The event will take place within the historic boundaries of Topkapı Palace, where the architectural weight of the venue will provide a powerful backdrop for keynote speeches, panels and conversations. The Forum’s main theme, “Worlds in Contact”, will question what it means to design in an era when inherited frameworks of understanding are no longer sufficient. In a time when societies are grappling with intertwined crises such as ecology, technology, migration and inequality, the Forum will approach design not as a search for a universal language, but as a practice that embraces different ways of living, knowing and producing. Forum Content Consultant Beatrice Galilee emphasises that the Forum highlights perspectives and practices that move across cultures and disciplines, and instead of proposing a single narrative, it encourages this polyphonic dialogue within a reality defined by contact and convergence. The programme flow will begin with a gala dinner on 13 May, continue with full-day Forum sessions, workshops and evening events on 14–15 May, and conclude on 16 May with short-format sessions and a closing brunch.
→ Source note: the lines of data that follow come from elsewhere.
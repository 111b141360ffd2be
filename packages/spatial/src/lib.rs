#![cfg_attr(feature = "fail-on-warnings", deny(warnings))]
#![warn(clippy::all, clippy::pedantic, clippy::nursery, clippy::cargo)]
#![allow(clippy::multiple_crate_versions)]

//! In-memory spatial index for great-circle radius queries.
//!
//! Incidents are bulk-loaded into an R-tree keyed by `[lon, lat]`. A radius
//! query first narrows candidates with a degree-space bounding box that
//! fully contains the search circle, then applies the caller's attribute
//! predicate, and finally the exact haversine distance test. The boundary
//! is inclusive: an incident at exactly `radius_m` is counted, up to
//! [`BOUNDARY_TOLERANCE_M`] of floating-point error.
//!
//! The index is immutable. A refreshed incident set means a new index.

use envwatch_geography_models::{Coordinate, EARTH_MEAN_RADIUS_M};
use envwatch_incident_models::Incident;
use rstar::{AABB, RTree, RTreeObject};

/// Relative slack added to the search box so rounding never clips a point
/// that lies exactly on the circle.
const ENVELOPE_SLACK: f64 = 1.0 + 1e-6;

/// Distance error tolerated on the radius boundary, in meters.
pub const BOUNDARY_TOLERANCE_M: f64 = 1e-6;

/// An incident stored in the R-tree.
struct IncidentEntry {
    position: [f64; 2],
    incident: Incident,
}

impl RTreeObject for IncidentEntry {
    type Envelope = AABB<[f64; 2]>;

    fn envelope(&self) -> Self::Envelope {
        AABB::from_point(self.position)
    }
}

/// Pre-built R-tree over a snapshot of incidents.
pub struct SpatialIndex {
    tree: RTree<IncidentEntry>,
    excluded: usize,
}

impl SpatialIndex {
    /// Builds the index from an incident snapshot.
    ///
    /// Incidents with non-finite or out-of-range coordinates are left out
    /// of the index, so they never match any radius query. The exclusion is
    /// reported as a data-quality warning.
    #[must_use]
    pub fn build(incidents: impl IntoIterator<Item = Incident>) -> Self {
        let mut entries = Vec::new();
        let mut excluded = 0usize;

        for incident in incidents {
            if !incident.location.is_valid() {
                log::debug!(
                    "Skipping incident with invalid coordinates ({}, {}), category {:?}",
                    incident.location.lat,
                    incident.location.lon,
                    incident.category
                );
                excluded += 1;
                continue;
            }

            entries.push(IncidentEntry {
                position: [incident.location.lon, incident.location.lat],
                incident,
            });
        }

        if excluded > 0 {
            log::warn!("Excluded {excluded} incidents with invalid coordinates from spatial index");
        }
        log::info!("Loaded {} incidents into spatial index", entries.len());

        Self {
            tree: RTree::bulk_load(entries),
            excluded,
        }
    }

    /// Number of indexed incidents.
    #[must_use]
    pub fn len(&self) -> usize {
        self.tree.size()
    }

    /// Whether the index holds no incidents.
    #[must_use]
    pub fn is_empty(&self) -> bool {
        self.tree.size() == 0
    }

    /// Number of incidents dropped at build time for invalid coordinates.
    #[must_use]
    pub const fn excluded(&self) -> usize {
        self.excluded
    }

    /// Iterates over every indexed incident (unspecified order).
    pub fn iter(&self) -> impl Iterator<Item = &Incident> {
        self.tree.iter().map(|entry| &entry.incident)
    }

    /// Counts incidents within `radius_m` meters of `center` that satisfy
    /// `predicate`.
    ///
    /// Returns 0 when `center` is not a valid coordinate or the radius is
    /// negative or not finite.
    #[must_use]
    pub fn count_within<P>(&self, center: Coordinate, radius_m: f64, predicate: P) -> u64
    where
        P: Fn(&Incident) -> bool,
    {
        let Some(envelope) = search_envelope(center, radius_m) else {
            return 0;
        };

        self.tree
            .locate_in_envelope(&envelope)
            .filter(|entry| predicate(&entry.incident))
            .filter(|entry| {
                center.distance_m(&entry.incident.location) <= radius_m + BOUNDARY_TOLERANCE_M
            })
            .count() as u64
    }

    /// Returns incidents within `radius_m` meters of `center` that satisfy
    /// `predicate`, nearest first, paired with their distance in meters.
    #[must_use]
    pub fn within<P>(&self, center: Coordinate, radius_m: f64, predicate: P) -> Vec<(&Incident, f64)>
    where
        P: Fn(&Incident) -> bool,
    {
        let Some(envelope) = search_envelope(center, radius_m) else {
            return Vec::new();
        };

        let mut hits: Vec<(&Incident, f64)> = self
            .tree
            .locate_in_envelope(&envelope)
            .filter(|entry| predicate(&entry.incident))
            .map(|entry| {
                let d = center.distance_m(&entry.incident.location);
                (&entry.incident, d)
            })
            .filter(|(_, d)| *d <= radius_m + BOUNDARY_TOLERANCE_M)
            .collect();

        hits.sort_by(|a, b| a.1.total_cmp(&b.1));
        hits
    }
}

/// Degree-space `[lon, lat]` box that contains every point within
/// `radius_m` meters of `center`.
///
/// Falls back to the full longitude range near the poles and when the
/// circle crosses the antimeridian. Returns `None` for an invalid center or
/// a negative or non-finite radius.
fn search_envelope(center: Coordinate, radius_m: f64) -> Option<AABB<[f64; 2]>> {
    if !center.is_valid() || !radius_m.is_finite() || radius_m < 0.0 {
        return None;
    }

    let d_lat = (radius_m / EARTH_MEAN_RADIUS_M).to_degrees() * ENVELOPE_SLACK;
    let min_lat = (center.lat - d_lat).max(-90.0);
    let max_lat = (center.lat + d_lat).min(90.0);

    // Longitude span widens with latitude; size it for the widest edge.
    let widest = min_lat.abs().max(max_lat.abs()).to_radians().cos();
    let d_lon = if widest > 1e-9 {
        d_lat / widest
    } else {
        f64::INFINITY
    };

    let (min_lon, max_lon) = if center.lon - d_lon < -180.0 || center.lon + d_lon > 180.0 {
        (-180.0, 180.0)
    } else {
        (center.lon - d_lon, center.lon + d_lon)
    };

    Some(AABB::from_corners([min_lon, min_lat], [max_lon, max_lat]))
}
One of the most important elements of the programme that integrates with Istanbul’s texture is the four creative “happenings” that will take place across the city. The first focus, “Placemaking”, will host a series of interventions and inquiries based on the city’s deeply rooted material heritage and spatial culture. The opening installation within this scope will reinterpret Turkey’s longstanding wooden tradition through the vision of an internationally recognised designer. The second approach, “Rethinking”, aims to reawaken the garden culture at the city’s key threshold points. In order to reinterpret Istanbul’s deep connection with soil, cultivation and garden culture in a modern urban context, an international competition will be launched for a contemporary garden design in the Yedikule area. This initiative will be announced at the Forum’s closing and will offer the city a thoughtful, forward-looking proposal through design.
The third pillar, “Storytelling”, will come to life through the “İstanbullar: Design Route” project, designed as a meta-narrative network that brings together visual, auditory and editorial content. This route will map 40 significant design and art works and notable locations across the city, providing Istanbul with a map, a creativity archive and a storytelling platform. This interactive creative network, shaped by the contributions of editors and the city’s storytellers, will create a layered and collective portrait of Istanbul. Finally, at the heart of all this programme and developed together with Beatrice Galilee, the Forum itself will offer a platform for intellectual exchange and critical reflection. While presenting a strategic vision centred on cultural diplomacy, city branding and sector leadership, the Global Design Forum Istanbul will strengthen the role of design in producing solutions to contemporary challenges by highlighting local talent and student participation. The installations that PPI and the London Design Festival will produce locally in Turkey, while observing artistic and curatorial harmony, will make a bold statement in positioning Istanbul as a global design capital.